Proving the Business Case for the Internet of Things

Canadian robot knows the route to your heart

Steve Rogerson
September 26, 2017



A surgical robot is helping patients at the Montreal Heart Institute (MHI) undergo mitral valve and coronary artery bypass cardiac surgery.
 
The da Vinci Xi is a surgical robot from California company Intuitive Surgical, and the first in Canada to be exclusively dedicated to cardiac surgery.
 
"The development of robotic cardiac surgery plays a major role in the expansion of minimally invasive surgery, whose purpose is to minimise the trauma endured by the body by reducing the incision size, for instance," according to the surgical team including Michel Pellerin and Denis Bouchard, the two cardiac surgeons who performed the first robotic mitral intervention last April. "This new technology will improve the patients' quality of life and allow for a faster return to daily activity, among other benefits,"
 
The mitral valve repair programme was first initiated at the institute in 1995; back then, the programme used the more conventional approach of median sternotomy. More than 2500 cases were performed using that approach. In 2006, this programme evolved to become minimally invasive surgery, where a small incision on the right side of the thorax is performed.
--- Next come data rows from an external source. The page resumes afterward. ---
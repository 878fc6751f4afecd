//! Weather snapshot model and display methods

use chrono::{DateTime, Utc};
use serde::{Deserialize, Serialize};

/// Point-in-time weather readout for a coordinate
#[derive(Debug, Serialize, Deserialize, Clone, PartialEq)]
pub struct WeatherSnapshot {
    /// Human-readable description of weather conditions
    pub description: String,
    /// Temperature in Celsius
    pub temperature_c: f64,
    /// Perceived temperature in Celsius
    pub feels_like_c: f64,
    /// Relative humidity percentage (0-100)
    pub humidity_pct: u8,
    /// Wind speed in m/s
    pub wind_speed_ms: f64,
    /// Timestamp for this observation
    pub observed_at: DateTime<Utc>,
}

impl WeatherSnapshot {
    /// First report line: conditions and temperatures
    #[must_use]
    pub fn format_conditions(&self) -> String {
        format!(
            "날씨: {}, 온도: {}°C, 체감: {}°C",
            self.description, self.temperature_c, self.feels_like_c
        )
    }

    /// Second report line: humidity and wind
    #[must_use]
    pub fn format_humidity_wind(&self) -> String {
        format!("습도: {}%, 풍속: {} m/s", self.humidity_pct, self.wind_speed_ms)
    }
}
Approximately 900 surgeries were performed using this approach.
 
Today, in 2017, the evolution of the mitral valve repair programme is intrinsically connected to robotic surgery, the ultimate step.
 
"We need to keep in mind that robotic surgery is an evolving field; the acquisition of this robot will allow us to remain at the spearhead of this type of cardiac surgery," said Mélanie La Couture, MHI chief executive officer.
 
The surgical robotic equipment consists of three main components: a robot, acting as remote manipulator; a control console, used by the surgeon; and an endoscopic vision cart, allowing for 3D visualisation.
 
"With this highly sophisticated new technology, our surgeons can now rely on better-performing instruments to have more precise hand gestures and an enhanced view thanks to 3D visualisation," said Louis Perrault, a doctor at MHI. “Since the surgeon is in permanent control of the robot, this is robot-assisted cardiac surgery.”
 
The acquisition of this robot was made possible thanks to the donors of the Montreal Heart Institute Foundation.
 
Founded in 1954 by Paul David, the MHI is part of a broad network of health bodies made up of the Université de Montréal and its affiliated institutions.